Contrary to our results, a recent study has shown an increase in serum ALT and AST levels and hepatocellular necrosis after administration of P. lobata extract (500 mg/kg/day) for 4 weeks in female mice, suggesting that the main compound puerarin may be responsible for this effect [23]. However, most evidence suggests that P. lobata and puerarin have hepatoprotective effects in animal models of hepatotoxicity [35-40]. Also, administration of P. lobata extract for 12 weeks did not affect ALT and AST levels in human subjects with elevated serum γ-glutamyl transferase levels due to alcohol consumption [41]. Baicalin, the major compound of S. baicalensis, has been reported to induce kidney injury and fibrosis in rats at high doses (≥ 400 mg/kg/day per os); yet the highest administered baicalin dose in this study was approximately 200 mg/kg/day, which is lower than the reported toxic dose [24]. Under the experimental conditions of this study, the oral NOAEL of HT047 was found to be greater than 5000 mg/kg/day in rats of both sexes.

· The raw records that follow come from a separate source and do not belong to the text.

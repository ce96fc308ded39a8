use crate::schema::ExportAddressDataSchema;
use crate::types::{NetworkType, QrCodeType};

/// Named account address
#[derive(Debug, Clone, PartialEq, Eq)]
pub struct AddressQr {
    name: String,
    account_address: String,
    network_type: NetworkType,
    generation_hash: String,
}

impl AddressQr {
    pub fn new(
        name: impl Into<String>,
        account_address: impl Into<String>,
        network_type: NetworkType,
        generation_hash: impl Into<String>,
    ) -> Self {
        Self {
            name: name.into(),
            account_address: account_address.into(),
            network_type,
            generation_hash: generation_hash.into(),
        }
    }

    pub fn name(&self) -> &str {
        &self.name
    }

    /// Address in its plain (unformatted) representation
    pub fn account_address(&self) -> &str {
        &self.account_address
    }
}

impl_qr_code_base!(AddressQr, ExportAddressDataSchema, QrCodeType::ExportAddress, 15);
use std::sync::Arc;

use tracing::{info, info_span, warn, Instrument};
use uuid::Uuid;

use crate::{
    application::{
        error::UploadError, reconciler::ResultReconciler, services::OptimizerService,
    },
    domain::models::{file::StagedSet, optimization::ResultSet},
};

#[derive(Debug, Clone, PartialEq)]
pub enum Submission {
    /// Nothing was staged, so no request went out.
    EmptySelection,
    Completed(ResultSet),
}

/// Sends a staged set as one batch and reconciles the reply.
///
/// Failures are returned as-is; retrying is left to the caller.
pub struct BatchUploadClient {
    optimizer: Arc<dyn OptimizerService>,
}

impl BatchUploadClient {
    pub fn new(optimizer: Arc<dyn OptimizerService>) -> Self {
        Self { optimizer }
    }

    pub async fn submit(&self, staged: &StagedSet) -> Result<Submission, UploadError> {
        if staged.is_empty() {
            info!("Submit requested with nothing staged, skipping request");
            return Ok(Submission::EmptySelection);
        }

        let batch_id = Uuid::new_v4();
        let span = info_span!("batch_upload", %batch_id, files = staged.len());

        self.send_batch(staged).instrument(span).await
    }

    async fn send_batch(&self, staged: &StagedSet) -> Result<Submission, UploadError> {
        info!(bytes = staged.total_bytes(), "Submitting batch");

        let raw = self.optimizer.optimize(staged).await.inspect_err(|e| {
            warn!(error = %e, "Batch submission failed");
        })?;

        let reconciliation = ResultReconciler::normalize(&raw);
        if reconciliation.malformed {
            return Err(UploadError::MalformedResponse(
                "expected a JSON array of result rows".to_string(),
            ));
        }

        if reconciliation.results.len() != staged.len() {
            info!(
                rows = reconciliation.results.len(),
                "Result row count differs from staged file count"
            );
        }

        info!(rows = reconciliation.results.len(), "Batch reconciled");
        Ok(Submission::Completed(reconciliation.results))
    }
}

#[cfg(test)]
mod tests {
    use super::*;
    use crate::domain::models::file::StagedFile;
    use async_trait::async_trait;
    use serde_json::{json, Value};
    use std::sync::atomic::{AtomicUsize, Ordering};

    struct FakeOptimizer {
        reply: Result<Value, UploadError>,
        calls: AtomicUsize,
    }

    impl FakeOptimizer {
        fn replying(reply: Result<Value, UploadError>) -> Arc<Self> {
            Arc::new(Self {
                reply,
                calls: AtomicUsize::new(0),
            })
        }
    }

    #[async_trait]
    impl OptimizerService for FakeOptimizer {
        async fn optimize(&self, _batch: &StagedSet) -> Result<Value, UploadError> {
            self.calls.fetch_add(1, Ordering::SeqCst);
            self.reply.clone()
        }
    }

    fn two_files() -> StagedSet {
        vec![
            StagedFile::new("a.png", vec![0u8; 1000]),
            StagedFile::new("b.png", vec![0u8; 2000]),
        ]
        .into_iter()
        .collect()
    }

    #[tokio::test]
    async fn empty_selection_never_reaches_the_optimizer() {
        let fake = FakeOptimizer::replying(Ok(json!([])));
        let client = BatchUploadClient::new(fake.clone());

        let outcome = client.submit(&StagedSet::empty()).await.unwrap();

        assert_eq!(outcome, Submission::EmptySelection);
        assert_eq!(fake.calls.load(Ordering::SeqCst), 0);
    }

    #[tokio::test]
    async fn reconciled_rows_are_returned() {
        let fake = FakeOptimizer::replying(Ok(json!([
            {"file": "a.png", "original_bytes": 1000, "optimized_bytes": 400, "bytes_saved": 600},
            {"file": "b.png", "original_bytes": 2000, "optimized_bytes": 2000, "bytes_saved": 0},
        ])));
        let client = BatchUploadClient::new(fake.clone());

        let Submission::Completed(results) = client.submit(&two_files()).await.unwrap() else {
            panic!("expected completed submission");
        };

        assert_eq!(results.len(), 2);
        assert_eq!(results.rows()[0].bytes_saved, 600);
        assert_eq!(fake.calls.load(Ordering::SeqCst), 1);
    }

    #[tokio::test]
    async fn non_array_payload_is_a_malformed_response() {
        let client = BatchUploadClient::new(FakeOptimizer::replying(Ok(json!({"ok": true}))));

        let err = client.submit(&two_files()).await.unwrap_err();
        assert!(matches!(err, UploadError::MalformedResponse(_)));
    }

    #[tokio::test]
    async fn transport_errors_pass_through_untouched() {
        let client = BatchUploadClient::new(FakeOptimizer::replying(Err(
            UploadError::ServerError { status: 500 },
        )));

        let err = client.submit(&two_files()).await.unwrap_err();
        assert_eq!(err, UploadError::ServerError { status: 500 });
    }
}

Limited data are available on the potential toxicity of P. lobata, S. baicalensis, and their combination. Chang et al. reported that single oral administration of the polysaccharide fraction of P. lobata at doses of up to 5000 mg/kg did not cause any toxicological changes in male and female rats [16]. The oral 50% lethal dose (LD50) and ALD of P. lobata and S. baicalensis water extracts were both greater than 2000 mg/kg in male and female mice [15, 17]. In the acute toxicity studies of Seong et al. [15] and Lee et al. [17] a dose of 2000 mg/kg was set as the highest dose according to the guidelines of the Korean MFDS and OECD. However, a rat dose of 2000 mg/kg does not provide a 10-fold safety margin of the proposed human dose of HT047 (2250 mg/day) and thus a dose of 5000 mg/kg was chosen for this acute toxicity study. Our results of the acute and subchronic toxicity studies, together with previous findings, support the positive safety profile of P. lobata, S. baicalensis, and their combination. The single and repeated administration of HT047 did not cause any toxic effects in rats at doses of up to 5000 mg/kg/day, which corresponds to approximately 22 times the proposed dose administered in the clinical trial. Thus, it could be presumed that HT047 has a sufficient safety margin.

Conclusions

In conclusion, the oral ALD and NOAEL of HT047 were > 5000 mg/kg and > 5000 mg/kg/day, respectively, in rats, and no target organs were identified. The present study supports the safety of HT047 as an agent for the treatment of ischemic stroke and further confirms the safety of the clinical use of P. lobata and S. baicalensis in combination.